In C++, you are required to use a function prototype to declare a function before it
is used.
With C, you can declare function parameter types either inside or outside the parameter
list.
In C++, however, function parameter types must be declared in the parameter list.
We're showing the file sample3.cpp from the learning disk.
This program can be compiled under the C language.
In C++, we must add a function prototype and declare the parameters x and y to be the type
float in the parameter list.
We'll place the function prototype here just below the pound sign include io stream statement.
We declare the parameter types here in the program.
We'll enter float height parenthesis float x comma float y parenthesis semicolon.
This is the function prototype that we must use.
We'll enter float height parenthesis float x comma float y parenthesis left brace.
We also could use the printf statement instead of the cout form.
C++ supports both cout and the printf statements.
A C++ function prototype can list default values for its parameters.
Then, if you call the function using arguments, those values will be used in the function.
If you omit the arguments in a function call, the default values will be used as the arguments.
This prototype provides default values for the three parameters int x, int y, int z.

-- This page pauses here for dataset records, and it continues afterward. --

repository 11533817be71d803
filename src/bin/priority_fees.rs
use anyhow::Result;
use fee_lab::transaction::instructions::build_simple_transfer_instruction;
use fee_lab::{infrastructure::SubmitOptions, report::TransactionReport, AppContext, BudgetOverrides};
use tracing::info;

/// 1 lamport per compute unit
const UNIT_PRICE: u64 = 1_000_000;

/// A plain transfer consumes roughly 450 CUs; keep some margin
const TIGHT_UNIT_LIMIT: u32 = 500;

#[tokio::main]
async fn main() -> Result<()> {
    fee_lab::init_tracing();
    let ctx = AppContext::bootstrap()?;
    let recipient = ctx.config.recipient()?;

    let transfer_ix =
        build_simple_transfer_instruction(&ctx.payer_pubkey(), &recipient, ctx.config.transfer.lamports);

    // Default limit: fee = price * limit + 5_000 per signature
    let mut prioritized = ctx
        .build_with_budget(
            std::slice::from_ref(&transfer_ix),
            BudgetOverrides::default().with_unit_price(UNIT_PRICE),
        )
        .await?;
    prioritized.sign(&[&ctx.payer])?;
    let signature = ctx.submit(&prioritized, SubmitOptions::default()).await?;
    let report = TransactionReport::new("priority fee, default limit", &prioritized)?
        .with_transaction_signature(signature.to_string(), ctx.tx_url(&signature));
    info!("{}", report.to_json()?);

    // Priority fees are charged on the requested limit, not on consumption.
    // A limit close to actual usage is much cheaper: (500 * 1) + 5_000 = 5_500 lamports
    let mut tight = ctx
        .build_with_budget(
            &[transfer_ix],
            BudgetOverrides::default()
                .with_unit_price(UNIT_PRICE)
                .with_unit_limit(TIGHT_UNIT_LIMIT),
        )
        .await?;
    tight.sign(&[&ctx.payer])?;
    let signature = ctx.submit(&tight, SubmitOptions::default()).await?;
    let report = TransactionReport::new("priority fee, tight limit", &tight)?
        .with_transaction_signature(signature.to_string(), ctx.tx_url(&signature));
    info!("{}", report.to_json()?);

    Ok(())
}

We have void printval parenthesis int x equal 10, int y equal 20, int z equal 30.
This function can be called in the following ways.

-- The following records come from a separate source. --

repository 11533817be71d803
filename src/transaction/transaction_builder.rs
use async_trait::async_trait;
use std::sync::Arc;
use solana_sdk::{
    hash::Hash,
    instruction::Instruction,
    message::{v0, VersionedMessage},
    pubkey::Pubkey,
};
use tracing::{debug, info};

use crate::shared::errors::{AppError, AppResult};
use crate::transaction::compute_budget::{
    create_compute_budget_instructions, BudgetConfig, BudgetOverrides, ComputeBudget,
};
use crate::transaction::envelope::Envelope;

/// Source of recent blockhashes. Queried once per envelope, never cached.
#[async_trait]
pub trait FreshnessOracle: Send + Sync {
    async fn latest_blockhash(&self) -> AppResult<Hash>;
}

#[async_trait]
impl<T: FreshnessOracle + ?Sized> FreshnessOracle for Arc<T> {
    async fn latest_blockhash(&self) -> AppResult<Hash> {
        (**self).latest_blockhash().await
    }
}

/// Compile `instructions` into an unsigned v0 envelope paid by `payer`.
///
/// Instruction order is kept exactly as given.
pub fn build_envelope(
    instructions: &[Instruction],
    payer: &Pubkey,
    recent_blockhash: Hash,
) -> AppResult<Envelope> {
    let message = v0::Message::try_compile(payer, instructions, &[], recent_blockhash)
        .map_err(|e| AppError::Assembly(e.to_string()))?;
    Ok(Envelope::new_unsigned(VersionedMessage::V0(message)))
}

/// Same as [`build_envelope`] with the price and limit directives prepended.
/// The budget is encoded as given, even if the limit is too low to execute.
pub fn build_envelope_with_budget(
    instructions: &[Instruction],
    payer: &Pubkey,
    budget: ComputeBudget,
    recent_blockhash: Hash,
) -> AppResult<Envelope> {
    let mut all = create_compute_budget_instructions(budget);
    all.extend_from_slice(instructions);
    build_envelope(&all, payer, recent_blockhash)
}

pub struct TransactionBuilder<O> {
    oracle: O,
    defaults: BudgetConfig,
}

impl<O: FreshnessOracle> TransactionBuilder<O> {
    pub fn new(oracle: O, defaults: BudgetConfig) -> Self {
        Self { oracle, defaults }
    }

    pub fn defaults(&self) -> &BudgetConfig {
        &self.defaults
    }

    pub fn oracle(&self) -> &O {
        &self.oracle
    }

    /// Fetch a fresh blockhash and build an envelope without budget directives
    pub async fn build(&self, instructions: &[Instruction], payer: &Pubkey) -> AppResult<Envelope> {
        let recent_blockhash = self.oracle.latest_blockhash().await?;
        debug!(%recent_blockhash, "fetched recent blockhash");

        let envelope = build_envelope(instructions, payer, recent_blockhash)?;
        info!(
            "🔨 Built transaction with {} instructions, {} required signatures",
            instructions.len(),
            envelope.required_signatures()
        );
        Ok(envelope)
    }

    /// Fetch a fresh blockhash and build an envelope with compute budget directives.
    /// Unset overrides fall back to the builder defaults.
    pub async fn build_with_budget(
        &self,
        instructions: &[Instruction],
        payer: &Pubkey,
        overrides: BudgetOverrides,
    ) -> AppResult<Envelope> {
        let budget = self.defaults.resolve(overrides);
        let recent_blockhash = self.oracle.latest_blockhash().await?;
        debug!(%recent_blockhash, "fetched recent blockhash");

        let envelope = build_envelope_with_budget(instructions, payer, budget, recent_blockhash)?;
        info!(
            "🔨 Built prioritized transaction: {} CU limit, {} micro-lamports/CU, {} instructions",
            budget.unit_limit,
            budget.unit_price,
            instructions.len() + 2
        );
        Ok(envelope)
    }
}
//! Common types used across the application

use serde::{Deserialize, Serialize};
use std::fmt;
use std::str::FromStr;

use crate::shared::errors::ConfigError;

/// Solana cluster the scripts talk to
#[derive(Debug, Clone, Copy, PartialEq, Eq, Default, Serialize, Deserialize)]
#[serde(rename_all = "kebab-case")]
pub enum Cluster {
    #[default]
    Devnet,
    Testnet,
    MainnetBeta,
}

impl Cluster {
    pub fn as_str(&self) -> &'static str {
        match self {
            Cluster::Devnet => "devnet",
            Cluster::Testnet => "testnet",
            Cluster::MainnetBeta => "mainnet-beta",
        }
    }

    /// Public RPC endpoint for the cluster
    pub fn rpc_url(&self) -> &'static str {
        match self {
            Cluster::Devnet => "https://api.devnet.solana.com",
            Cluster::Testnet => "https://api.testnet.solana.com",
            Cluster::MainnetBeta => "https://api.mainnet-beta.solana.com",
        }
    }
}

impl fmt::Display for Cluster {
    fn fmt(&self, f: &mut fmt::Formatter<'_>) -> fmt::Result {
        f.write_str(self.as_str())
    }
}

impl FromStr for Cluster {
    type Err = ConfigError;

    fn from_str(s: &str) -> Result<Self, Self::Err> {
        match s.trim() {
            "devnet" => Ok(Cluster::Devnet),
            "testnet" => Ok(Cluster::Testnet),
            // explorer accepts both spellings
            "mainnet" | "mainnet-beta" => Ok(Cluster::MainnetBeta),
            other => Err(ConfigError::InvalidValue {
                name: "cluster",
                value: other.to_string(),
            }),
        }
    }
}

#[cfg(test)]
mod tests {
    use super::*;

    #[test]
    fn test_cluster_parsing() {
        assert_eq!("devnet".parse::<Cluster>().unwrap(), Cluster::Devnet);
        assert_eq!("mainnet".parse::<Cluster>().unwrap(), Cluster::MainnetBeta);
        assert_eq!("mainnet-beta".parse::<Cluster>().unwrap(), Cluster::MainnetBeta);
        assert!("localnet".parse::<Cluster>().is_err());
    }

    #[test]
    fn test_cluster_defaults_to_devnet() {
        assert_eq!(Cluster::default(), Cluster::Devnet);
        assert_eq!(Cluster::default().rpc_url(), "https://api.devnet.solana.com");
    }
}
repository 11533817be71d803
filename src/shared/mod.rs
//! Shared components - common types, errors, and utilities

pub mod types;
pub mod errors;
pub mod utils;
use anyhow::Result;
use fee_lab::infrastructure::{SimulateOptions, SubmitOptions};
use fee_lab::transaction::instructions::build_simple_transfer_instruction;
use fee_lab::{report::TransactionReport, AppContext, BudgetOverrides};
use solana_sdk::signature::{Keypair, Signer};
use tracing::{error, info};

/// Far below what a transfer needs, so execution runs out of compute
const STARVED_UNIT_LIMIT: u32 = 200;

#[tokio::main]
async fn main() -> Result<()> {
    fee_lab::init_tracing();
    let ctx = AppContext::bootstrap()?;
    let recipient = ctx.config.recipient()?;

    let transfer_ix =
        build_simple_transfer_instruction(&ctx.payer_pubkey(), &recipient, ctx.config.transfer.lamports);

    // Simulation does not need signatures; the result includes the CUs consumed
    let mut envelope = ctx.build(std::slice::from_ref(&transfer_ix)).await?;
    let unsigned = ctx.simulate(&envelope, SimulateOptions::default()).await?;
    let report = TransactionReport::new("simulation without signature", &envelope)?
        .with_simulation(unsigned);
    info!("{}", report.to_json()?);

    // Sign with an unrelated key so signature verification fails
    let impostor = Keypair::new();
    let bogus = impostor.sign_message(&envelope.message_data());
    envelope.attach_signature(&ctx.payer_pubkey(), bogus)?;

    match ctx
        .simulate(&envelope, SimulateOptions { sig_verify: true, ..SimulateOptions::default() })
        .await
    {
        Ok(outcome) => info!("Simulation with incorrect signature: {:?}", outcome),
        Err(e) => error!("Simulation failed: {}", e),
    }

    // Preflight verifies signatures, checks the blockhash is within the last
    // 150 blocks and simulates before the node accepts the transaction
    if let Err(e) = ctx.submit(&envelope, SubmitOptions::default()).await {
        error!("Transaction failed during preflight: {}", e);
    }

    // Preflight also catches a compute budget that is too small
    let mut starved = ctx
        .build_with_budget(
            &[transfer_ix],
            BudgetOverrides::default()
                .with_unit_price(1_000_000)
                .with_unit_limit(STARVED_UNIT_LIMIT),
        )
        .await?;
    starved.sign(&[&ctx.payer])?;

    if let Err(e) = ctx.submit(&starved, SubmitOptions::default()).await {
        error!("Transaction failed during preflight: {}", e);
    }

    // Without preflight the node accepts it; execution fails on chain and the fee is still charged
    let signature = ctx.submit(&starved, SubmitOptions::skip_preflight()).await?;
    info!("Transaction submitted: {}", ctx.tx_url(&signature));

    Ok(())
}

Printval 40, 50, 60 will print 40, 50, and 60.
Printval with an open and closed parentheses will print 10, 20, and 30.
Printval 40 will print 40, 20, and 30.
Printval 40 and 50 will print 40, 50, and 30.
Notice that whenever we enter an argument, that argument is printed in place of the default
value.
Whenever we do not enter a number in the argument, then that default value is printed.
This function cannot be called in this way.
Printval comma 50.
If an argument is omitted, then all arguments to its right must also be omitted.
In C, variables must be declared at the beginning of a block.
In C plus plus, variables can be declared anywhere as long as they are declared before
they are used.
This makes it possible to use declarations like this.
For int j equal 1, j less than or equal to 50, j plus plus.
You should be careful when you declare variables in places other than the beginning of a block.
If you have variable declarations scattered throughout your program, their program will
become difficult to read and difficult to maintain.
In C plus plus, there is a scope resolution operator, the double colon sign.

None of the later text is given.